08-23-2022 04:15 PM
08-23-2022 05:00 PM
Whenever you use the array to spreadsheet string function, it adds a newline as the ending character, you can remove this by using a trim whitespace after the array to spreadsheet string function.
08-23-2022 08:18 PM
A spreadsheet is a two-dimensional Data Structure, designed to be "human-readable", hence the data are represented by strings (typically encoding numeric data). To define the "two dimensions", a character needs to be "reserved" for the "column separator", and a different character "reserved" for the row (or "line") separator.
The most "natural" way to separate "lines to text" (= "rows of a spreadsheet") is with the <EOL> (end-of-line) character(s), which can be <CR>, <CR><LF>, or <LF> (depending on various things, such as Windows, Mac, Linux, etc.). The two most common column separators are <tab> (the LabVIEW and Excel default), and the comma (",") -- the latter type of file is sometimes called a "Comma-separated Values" file, and might be given the extension ".csv". However, Microsoft has "hijacked" this extension in Windows by creating an Icon for this file type that looks very much like the icon for the Excel ".xls" and ".xlsx" file types, leading LabVIEW users asking "How can I read/write Excel files" and confusing "delimited Spreadsheets" (text files) and native Excel (.xlsx) files.

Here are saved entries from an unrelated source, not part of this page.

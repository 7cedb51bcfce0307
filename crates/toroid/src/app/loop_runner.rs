use std::sync::Arc;
use std::thread;
use std::time::{Duration, Instant};

use pixels::Error as PixelsError;
use thiserror::Error;
use tracing::{info, warn};
use winit::dpi::LogicalSize;
use winit::error::{EventLoopError, OsError};
use winit::event::{Event, WindowEvent};
use winit::event_loop::{ControlFlow, EventLoop};
use winit::window::WindowBuilder;

use crate::events::{EventKind, InputEvent};
use crate::hitbox::HitboxId;
use crate::surface::SurfaceError;

use super::metrics::MetricsAccumulator;
use super::presenter::Presenter;
use super::scene::SceneError;
use super::{HostInput, Scene, UiContext};

#[derive(Debug, Clone)]
pub struct LoopConfig {
    pub window_title: String,
    pub window_width: u32,
    pub window_height: u32,
    pub max_frame_delta: Duration,
    pub metrics_log_interval: Duration,
    pub max_render_fps: Option<u32>,
    pub hit_overlay_visible: bool,
    /// Blend strength of the F3 hit-surface overlay.
    pub hit_overlay_alpha: u8,
}

impl Default for LoopConfig {
    fn default() -> Self {
        Self {
            window_title: "toroid".to_string(),
            window_width: 1280,
            window_height: 720,
            max_frame_delta: Duration::from_millis(250),
            metrics_log_interval: Duration::from_secs(1),
            max_render_fps: Some(60),
            hit_overlay_visible: false,
            hit_overlay_alpha: 160,
        }
    }
}

#[derive(Debug, Error)]
pub enum AppError {
    #[error("failed to create event loop: {0}")]
    CreateEventLoop(#[source] EventLoopError),
    #[error("failed to create application window: {0}")]
    CreateWindow(#[source] OsError),
    #[error("failed to initialize frame presenter: {0}")]
    CreatePresenter(#[source] PixelsError),
    #[error("failed to create hit surface: {0}")]
    HitSurface(#[from] SurfaceError),
    #[error("failed to load scene: {0}")]
    SceneLoad(#[from] SceneError),
    #[error("event loop failed: {0}")]
    EventLoopRun(#[source] EventLoopError),
}

pub fn run_app(config: LoopConfig, mut scene: Box<dyn Scene>) -> Result<(), AppError> {
    let event_loop = EventLoop::new().map_err(AppError::CreateEventLoop)?;
    let window = Arc::new(
        WindowBuilder::new()
            .with_title(config.window_title.clone())
            .with_inner_size(LogicalSize::new(
                config.window_width as f64,
                config.window_height as f64,
            ))
            .build(&event_loop)
            .map_err(AppError::CreateWindow)?,
    );
    let mut presenter = Presenter::new(Arc::clone(&window)).map_err(AppError::CreatePresenter)?;
    let size = window.inner_size();
    let mut ctx = UiContext::new(size.width, size.height)?;
    scene.load(&mut ctx)?;
    info!(
        hitbox_count = ctx.interaction.hitbox_count(),
        entity_count = ctx.ecs.entity_count(),
        "scene_loaded"
    );

    event_loop.set_control_flow(ControlFlow::Poll);

    let max_frame_delta =
        normalize_non_zero_duration(config.max_frame_delta, Duration::from_millis(250));
    let metrics_log_interval =
        normalize_non_zero_duration(config.metrics_log_interval, Duration::from_secs(1));
    let effective_render_cap = normalize_render_fps_cap(config.max_render_fps);
    let render_frame_target = target_frame_duration(effective_render_cap);
    info!(
        width = size.width,
        height = size.height,
        max_frame_delta_ms = max_frame_delta.as_millis() as u64,
        metrics_log_interval_ms = metrics_log_interval.as_millis() as u64,
        render_fps_cap = %format_render_cap(effective_render_cap),
        "loop_config"
    );

    let mut host = HostInput::new();
    let mut last_frame_instant = Instant::now();
    let mut last_present_instant = Instant::now();
    let mut metrics_accumulator = MetricsAccumulator::new(metrics_log_interval);
    let mut last_applied_title: Option<String> = None;
    let mut overlay_visible = config.hit_overlay_visible;

    event_loop
        .run(move |event, window_target| match event {
            Event::WindowEvent { window_id, event } if window_id == window.id() => match event {
                WindowEvent::CloseRequested => {
                    info!(reason = "window_close", "shutdown_requested");
                    window_target.exit();
                }
                WindowEvent::Resized(new_size) => {
                    let (width, height) = (new_size.width, new_size.height);
                    if let Err(error) = resize(&mut presenter, &mut ctx, width, height) {
                        warn!(error = %error, "resize_failed");
                        window_target.exit();
                    }
                }
                WindowEvent::ScaleFactorChanged { .. } => {
                    let size = window.inner_size();
                    if let Err(error) = resize(&mut presenter, &mut ctx, size.width, size.height) {
                        warn!(error = %error, "resize_failed");
                        window_target.exit();
                    }
                }
                WindowEvent::RedrawRequested => {
                    if host.take_overlay_toggle_pressed() {
                        overlay_visible = !overlay_visible;
                        info!(overlay_visible, "overlay_toggled");
                    }

                    let now = Instant::now();
                    let raw_frame_dt = now.saturating_duration_since(last_frame_instant);
                    last_frame_instant = now;
                    let frame_dt = clamp_frame_delta(raw_frame_dt, max_frame_delta);

                    scene.update(frame_dt.as_secs_f32(), &mut ctx);
                    ctx.tick();

                    let elapsed_since_last_present =
                        Instant::now().saturating_duration_since(last_present_instant);
                    let cap_sleep =
                        compute_cap_sleep(elapsed_since_last_present, render_frame_target);
                    if cap_sleep > Duration::ZERO {
                        thread::sleep(cap_sleep);
                    }

                    {
                        let mut frame = presenter.frame();
                        scene.render(&mut frame, &ctx);
                    }
                    ctx.interaction.render();
                    if overlay_visible {
                        presenter.draw_hit_overlay(&mut ctx.interaction, config.hit_overlay_alpha);
                    }
                    if let Err(error) = presenter.present() {
                        warn!(error = %error, "present_failed");
                        window_target.exit();
                    }
                    last_present_instant = Instant::now();

                    let next_title = scene.debug_title(&ctx);
                    if next_title != last_applied_title {
                        window.set_title(next_title.as_deref().unwrap_or(&config.window_title));
                        last_applied_title = next_title;
                    }
                    metrics_accumulator.record_frame(raw_frame_dt);

                    let hitbox_count = ctx.interaction.hitbox_count();
                    if let Some(snapshot) = metrics_accumulator.maybe_snapshot(now, hitbox_count) {
                        ctx.metrics = snapshot;
                        info!(
                            fps = snapshot.fps,
                            frame_time_ms = snapshot.frame_time_ms,
                            events_per_second = snapshot.events_per_second,
                            delivered_ratio = snapshot.delivered_ratio,
                            redirected = snapshot.redirected,
                            hitbox_count,
                            entity_count = ctx.ecs.entity_count(),
                            "loop_metrics"
                        );
                    }
                }
                other => {
                    if let Some(input) = host.handle_window_event(&other) {
                        dispatch_host_event(&mut ctx, &mut host, &input, &mut metrics_accumulator);
                    }
                    if host.quit_requested() {
                        info!(reason = "escape_key", "shutdown_requested");
                        window_target.exit();
                    }
                }
            },
            Event::AboutToWait => {
                window.request_redraw();
            }
            Event::LoopExiting => {
                scene.unload(&mut ctx);
                ctx.interaction.clean();
                info!("shutdown");
            }
            _ => {}
        })
        .map_err(AppError::EventLoopRun)
}

/// Dispatches one host event plus any clicks it completes.
fn dispatch_host_event(
    ctx: &mut UiContext,
    host: &mut HostInput,
    event: &InputEvent,
    metrics: &mut MetricsAccumulator,
) {
    let target = click_target(ctx, event);
    if let Some(outcome) = ctx.interaction.handle_host_event(event) {
        metrics.record_dispatch(&outcome);
    }
    for synthesized in host.follow_ups(event, target, Instant::now()) {
        if let Some(outcome) = ctx.interaction.handle_host_event(&synthesized) {
            metrics.record_dispatch(&outcome);
        }
    }
}

fn click_target(ctx: &mut UiContext, event: &InputEvent) -> Option<HitboxId> {
    if !matches!(event.kind, EventKind::MouseDown | EventKind::MouseUp) {
        return None;
    }
    let point = event.offset?;
    ctx.interaction.hitbox_at(point).map(|hitbox| hitbox.id.clone())
}

fn resize(
    presenter: &mut Presenter,
    ctx: &mut UiContext,
    width: u32,
    height: u32,
) -> Result<(), AppError> {
    presenter.resize(width, height).map_err(AppError::CreatePresenter)?;
    ctx.interaction.update_canvas_size(width, height)?;
    Ok(())
}

fn clamp_frame_delta(frame_dt: Duration, max_frame_delta: Duration) -> Duration {
    frame_dt.min(max_frame_delta)
}

fn normalize_non_zero_duration(value: Duration, fallback: Duration) -> Duration {
    if value.is_zero() {
        fallback
    } else {
        value
    }
}

fn normalize_render_fps_cap(cap: Option<u32>) -> Option<u32> {
    cap.filter(|value| *value > 0)
}

fn target_frame_duration(max_render_fps: Option<u32>) -> Option<Duration> {
    max_render_fps.map(|fps| Duration::from_secs_f64(1.0 / fps as f64))
}

fn compute_cap_sleep(elapsed: Duration, target: Option<Duration>) -> Duration {
    match target {
        Some(frame_target) if elapsed < frame_target => frame_target - elapsed,
        _ => Duration::ZERO,
    }
}

fn format_render_cap(cap: Option<u32>) -> String {
    match cap {
        Some(value) => value.to_string(),
        None => "off".to_string(),
    }
}

#[cfg(test)]
mod tests {
    use std::cell::Cell;
    use std::rc::Rc;

    use winit::event::{ElementState, MouseButton};

    use crate::geometry::BoundingBox;
    use crate::hitbox::HitboxPatch;

    use super::*;

    #[test]
    fn clamp_frame_delta_caps_large_frame() {
        let max_frame_delta = Duration::from_millis(250);
        assert_eq!(
            clamp_frame_delta(Duration::from_secs(2), max_frame_delta),
            max_frame_delta
        );
        assert_eq!(
            clamp_frame_delta(Duration::from_millis(16), max_frame_delta),
            Duration::from_millis(16)
        );
    }

    #[test]
    fn zero_durations_fall_back() {
        let fallback = Duration::from_secs(1);
        assert_eq!(normalize_non_zero_duration(Duration::ZERO, fallback), fallback);
        assert_eq!(
            normalize_non_zero_duration(Duration::from_millis(5), fallback),
            Duration::from_millis(5)
        );
    }

    #[test]
    fn target_frame_duration_none_when_cap_off() {
        assert_eq!(target_frame_duration(None), None);
    }

    #[test]
    fn target_frame_duration_for_60hz_is_expected() {
        let duration = target_frame_duration(Some(60)).expect("duration");
        assert!((duration.as_secs_f64() - (1.0 / 60.0)).abs() < 0.000_001);
    }

    #[test]
    fn compute_cap_sleep_zero_when_over_budget() {
        let sleep = compute_cap_sleep(Duration::from_millis(20), target_frame_duration(Some(60)));
        assert_eq!(sleep, Duration::ZERO);
    }

    #[test]
    fn compute_cap_sleep_positive_when_under_budget() {
        let sleep = compute_cap_sleep(Duration::from_millis(5), target_frame_duration(Some(60)));
        assert!(sleep > Duration::ZERO);
    }

    #[test]
    fn normalize_render_fps_cap_disables_zero() {
        assert_eq!(normalize_render_fps_cap(Some(0)), None);
        assert_eq!(normalize_render_fps_cap(Some(60)), Some(60));
        assert_eq!(format_render_cap(None), "off");
    }

    #[test]
    fn host_dispatch_delivers_synthesized_click() {
        let mut ctx = UiContext::new(40, 40).expect("context");
        let color = ctx.interaction.allocate_color().expect("color");
        let clicks = Rc::new(Cell::new(0));
        let clicks_in_handler = Rc::clone(&clicks);
        ctx.interaction.upsert_hitbox(
            "btn",
            HitboxPatch::new()
                .fixed_box(BoundingBox::from_rect(0.0, 0.0, 20.0, 20.0))
                .color(color)
                .on(EventKind::Click, move |_| {
                    clicks_in_handler.set(clicks_in_handler.get() + 1)
                }),
        );
        ctx.interaction.register_event_listener(EventKind::Click);
        ctx.interaction.render();

        let mut host = HostInput::new();
        let mut metrics = MetricsAccumulator::new(Duration::from_secs(1));
        for input in [
            host.cursor_moved(5.0, 5.0),
            host.mouse_input(MouseButton::Left, ElementState::Pressed)
                .expect("press"),
            host.mouse_input(MouseButton::Left, ElementState::Released)
                .expect("release"),
        ] {
            dispatch_host_event(&mut ctx, &mut host, &input, &mut metrics);
        }

        assert_eq!(clicks.get(), 1);
        let snapshot = metrics
            .maybe_snapshot(Instant::now() + Duration::from_secs(2), 1)
            .expect("snapshot");
        // Only the synthesized click is listened to, and it was delivered.
        assert_eq!(snapshot.delivered_ratio, 1.0);
    }
}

It sounds like you might have a system where <EOL> is, perhaps, <CR><LF>, and you have a file with "extra" <CR> or <LF> characters. If so, your file has "bad characters" in the file that might confuse the Delimited Spreadsheet reader -- you can "fix this" by simply reading your file one (entire) line at a time, looking at the next character, and if it is another <CR> or <LF>, deciding if it is "real" (for example, a "blank line") or "garbage" (such as the sequence <CR><LF><LF>, which you can fix by discarding the "bad" character.
Bob Schor
08-23-2022 10:51 PM
@Hepcat wrote:
I'm writing a tab delimited spreadsheet and also reading it back elsewhere in the program. Some of the data has new lines in it. The read spreadsheet is treating the newline as a delimiter as well. Is there any way to stop this?
Since you are writing the tab delimited spreadsheet, you have full control over the format. If you would attach some simplified code, we could probably tell you where the problem is without wildly guessing.
Once we see a simplified version of your code (writing and reading sections), we can provide more feedback.
08-24-2022 09:56 AM
08-24-2022 10:08 AM - edited 08-24-2022 10:10 AM
@Hepcat wrote:
I'm just going to open it as text and search for the tabs in a loop and output the array that way. Thanks everyone.
So that probably means that you only have a 1D array.
If you use "spreadsheet string to array" and use a 1D array as type, the newlines are no longer special. No loop or searching needed.